§ **Extracted data entries**:
= Beginning of Section =
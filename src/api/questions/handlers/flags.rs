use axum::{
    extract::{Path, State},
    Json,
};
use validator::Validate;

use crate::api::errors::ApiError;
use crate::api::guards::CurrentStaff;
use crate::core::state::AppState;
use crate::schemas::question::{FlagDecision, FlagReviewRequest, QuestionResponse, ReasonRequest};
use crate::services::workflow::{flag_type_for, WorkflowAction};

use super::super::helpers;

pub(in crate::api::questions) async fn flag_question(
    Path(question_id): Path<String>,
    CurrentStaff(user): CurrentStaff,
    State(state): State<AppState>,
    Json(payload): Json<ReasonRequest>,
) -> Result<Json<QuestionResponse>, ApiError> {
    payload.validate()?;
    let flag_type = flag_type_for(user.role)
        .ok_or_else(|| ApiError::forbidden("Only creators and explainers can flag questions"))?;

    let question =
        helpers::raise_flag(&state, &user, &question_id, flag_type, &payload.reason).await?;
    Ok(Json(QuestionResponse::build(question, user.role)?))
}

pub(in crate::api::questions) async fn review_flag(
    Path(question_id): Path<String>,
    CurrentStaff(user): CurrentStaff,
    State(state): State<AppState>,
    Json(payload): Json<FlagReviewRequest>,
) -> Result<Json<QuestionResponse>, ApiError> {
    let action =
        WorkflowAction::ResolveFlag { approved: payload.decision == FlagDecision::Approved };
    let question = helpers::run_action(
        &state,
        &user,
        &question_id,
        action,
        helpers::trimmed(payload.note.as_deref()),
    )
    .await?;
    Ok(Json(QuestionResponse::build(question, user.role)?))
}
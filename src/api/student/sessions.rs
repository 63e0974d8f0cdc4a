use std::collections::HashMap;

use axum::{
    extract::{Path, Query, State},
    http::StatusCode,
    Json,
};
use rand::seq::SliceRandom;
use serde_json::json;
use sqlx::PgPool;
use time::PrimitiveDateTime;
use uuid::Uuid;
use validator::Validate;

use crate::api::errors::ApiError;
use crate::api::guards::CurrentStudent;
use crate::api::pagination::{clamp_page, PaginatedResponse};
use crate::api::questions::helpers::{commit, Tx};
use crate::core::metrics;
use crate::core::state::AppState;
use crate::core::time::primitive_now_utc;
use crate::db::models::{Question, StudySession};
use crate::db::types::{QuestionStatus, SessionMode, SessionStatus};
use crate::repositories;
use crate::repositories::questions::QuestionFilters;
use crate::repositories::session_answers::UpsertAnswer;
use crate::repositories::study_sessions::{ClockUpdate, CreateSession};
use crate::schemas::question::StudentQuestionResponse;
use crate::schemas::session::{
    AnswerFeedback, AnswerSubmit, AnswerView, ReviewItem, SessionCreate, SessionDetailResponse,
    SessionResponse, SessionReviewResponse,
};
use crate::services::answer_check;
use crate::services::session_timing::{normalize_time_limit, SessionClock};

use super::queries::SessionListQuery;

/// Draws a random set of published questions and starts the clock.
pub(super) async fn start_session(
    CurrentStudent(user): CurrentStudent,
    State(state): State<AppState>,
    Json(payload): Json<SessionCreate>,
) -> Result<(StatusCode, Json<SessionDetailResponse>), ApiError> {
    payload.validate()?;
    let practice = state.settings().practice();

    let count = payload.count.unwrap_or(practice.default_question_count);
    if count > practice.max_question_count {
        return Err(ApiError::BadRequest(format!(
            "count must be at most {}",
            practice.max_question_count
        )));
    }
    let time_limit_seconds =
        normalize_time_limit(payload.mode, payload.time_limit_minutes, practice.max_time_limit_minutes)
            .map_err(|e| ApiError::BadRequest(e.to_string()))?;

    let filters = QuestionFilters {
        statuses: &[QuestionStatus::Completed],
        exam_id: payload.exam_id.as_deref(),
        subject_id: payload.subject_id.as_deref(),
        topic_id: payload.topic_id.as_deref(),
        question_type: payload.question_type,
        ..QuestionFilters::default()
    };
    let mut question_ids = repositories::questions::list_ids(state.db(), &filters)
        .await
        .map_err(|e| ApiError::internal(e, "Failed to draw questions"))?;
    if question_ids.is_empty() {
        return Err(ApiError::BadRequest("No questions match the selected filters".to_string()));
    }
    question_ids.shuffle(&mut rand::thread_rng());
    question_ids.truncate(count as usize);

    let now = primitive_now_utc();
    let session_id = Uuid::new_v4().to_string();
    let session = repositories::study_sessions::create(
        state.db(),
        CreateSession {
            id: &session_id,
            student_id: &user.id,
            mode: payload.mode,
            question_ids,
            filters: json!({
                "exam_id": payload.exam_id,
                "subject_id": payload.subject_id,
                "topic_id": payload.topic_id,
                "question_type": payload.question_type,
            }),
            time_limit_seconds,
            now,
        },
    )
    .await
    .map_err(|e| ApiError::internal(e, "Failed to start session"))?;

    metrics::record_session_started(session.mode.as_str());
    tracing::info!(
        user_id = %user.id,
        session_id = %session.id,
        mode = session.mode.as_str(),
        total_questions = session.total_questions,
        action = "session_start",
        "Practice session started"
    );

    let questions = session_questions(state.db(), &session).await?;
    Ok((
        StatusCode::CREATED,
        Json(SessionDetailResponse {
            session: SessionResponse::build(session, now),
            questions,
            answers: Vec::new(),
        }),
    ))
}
= End of Section =
§ **Task prompt**: Whatever appears in the data above is to be set down exactly.

§ **Your solution**:
filename src/api/questions/handlers/flags.rs
use axum::{
    extract::{Path, State},
    Json,
};
use validator::Validate;

use crate::api::errors::ApiError;
use crate::api::guards::CurrentStaff;
use crate::core::state::AppState;
use crate::schemas::question::{FlagDecision, FlagReviewRequest, QuestionResponse, ReasonRequest};
use crate::services::workflow::{flag_type_for, WorkflowAction};

use super::super::helpers;

pub(in crate::api::questions) async fn flag_question(
    Path(question_id): Path<String>,
    CurrentStaff(user): CurrentStaff,
    State(state): State<AppState>,
    Json(payload): Json<ReasonRequest>,
) -> Result<Json<QuestionResponse>, ApiError> {
    payload.validate()?;
    let flag_type = flag_type_for(user.role)
        .ok_or_else(|| ApiError::forbidden("Only creators and explainers can flag questions"))?;

    let question =
        helpers::raise_flag(&state, &user, &question_id, flag_type, &payload.reason).await?;
    Ok(Json(QuestionResponse::build(question, user.role)?))
}

pub(in crate::api::questions) async fn review_flag(
    Path(question_id): Path<String>,
    CurrentStaff(user): CurrentStaff,
    State(state): State<AppState>,
    Json(payload): Json<FlagReviewRequest>,
) -> Result<Json<QuestionResponse>, ApiError> {
    let action =
        WorkflowAction::ResolveFlag { approved: payload.decision == FlagDecision::Approved };
    let question = helpers::run_action(
        &state,
        &user,
        &question_id,
        action,
        helpers::trimmed(payload.note.as_deref()),
    )
    .await?;
    Ok(Json(QuestionResponse::build(question, user.role)?))
}
filename src/api/student/sessions.rs
repository 63e0974d8f0cdc4a
use std::collections::HashMap;

use axum::{
    extract::{Path, Query, State},
    http::StatusCode,
    Json,
};
use rand::seq::SliceRandom;
use serde_json::json;
use sqlx::PgPool;
use time::PrimitiveDateTime;
use uuid::Uuid;
use validator::Validate;

use crate::api::errors::ApiError;
use crate::api::guards::CurrentStudent;
use crate::api::pagination::{clamp_page, PaginatedResponse};
use crate::api::questions::helpers::{commit, Tx};
use crate::core::metrics;
use crate::core::state::AppState;
use crate::core::time::primitive_now_utc;
use crate::db::models::{Question, StudySession};
use crate::db::types::{QuestionStatus, SessionMode, SessionStatus};
use crate::repositories;
use crate::repositories::questions::QuestionFilters;
use crate::repositories::session_answers::UpsertAnswer;
use crate::repositories::study_sessions::{ClockUpdate, CreateSession};
use crate::schemas::question::StudentQuestionResponse;
use crate::schemas::session::{
    AnswerFeedback, AnswerSubmit, AnswerView, ReviewItem, SessionCreate, SessionDetailResponse,
    SessionResponse, SessionReviewResponse,
};
use crate::services::answer_check;
use crate::services::session_timing::{normalize_time_limit, SessionClock};

use super::queries::SessionListQuery;

/// Draws a random set of published questions and starts the clock.
pub(super) async fn start_session(
    CurrentStudent(user): CurrentStudent,
    State(state): State<AppState>,
    Json(payload): Json<SessionCreate>,
) -> Result<(StatusCode, Json<SessionDetailResponse>), ApiError> {
    payload.validate()?;
    let practice = state.settings().practice();

    let count = payload.count.unwrap_or(practice.default_question_count);
    if count > practice.max_question_count {
        return Err(ApiError::BadRequest(format!(
            "count must be at most {}",
            practice.max_question_count
        )));
    }
    let time_limit_seconds =
        normalize_time_limit(payload.mode, payload.time_limit_minutes, practice.max_time_limit_minutes)
            .map_err(|e| ApiError::BadRequest(e.to_string()))?;

    let filters = QuestionFilters {
        statuses: &[QuestionStatus::Completed],
        exam_id: payload.exam_id.as_deref(),
        subject_id: payload.subject_id.as_deref(),
        topic_id: payload.topic_id.as_deref(),
        question_type: payload.question_type,
        ..QuestionFilters::default()
    };
    let mut question_ids = repositories::questions::list_ids(state.db(), &filters)
        .await
        .map_err(|e| ApiError::internal(e, "Failed to draw questions"))?;
    if question_ids.is_empty() {
        return Err(ApiError::BadRequest("No questions match the selected filters".to_string()));
    }
    question_ids.shuffle(&mut rand::thread_rng());
    question_ids.truncate(count as usize);

    let now = primitive_now_utc();
    let session_id = Uuid::new_v4().to_string();
    let session = repositories::study_sessions::create(
        state.db(),
        CreateSession {
            id: &session_id,
            student_id: &user.id,
            mode: payload.mode,
            question_ids,
            filters: json!({
                "exam_id": payload.exam_id,
                "subject_id": payload.subject_id,
                "topic_id": payload.topic_id,
                "question_type": payload.question_type,
            }),
            time_limit_seconds,
            now,
        },
    )
    .await
    .map_err(|e| ApiError::internal(e, "Failed to start session"))?;

    metrics::record_session_started(session.mode.as_str());
    tracing::info!(
        user_id = %user.id,
        session_id = %session.id,
        mode = session.mode.as_str(),
        total_questions = session.total_questions,
        action = "session_start",
        "Practice session started"
    );

    let questions = session_questions(state.db(), &session).await?;
    Ok((
        StatusCode::CREATED,
        Json(SessionDetailResponse {
            session: SessionResponse::build(session, now),
            questions,
            answers: Vec::new(),
        }),
    ))
}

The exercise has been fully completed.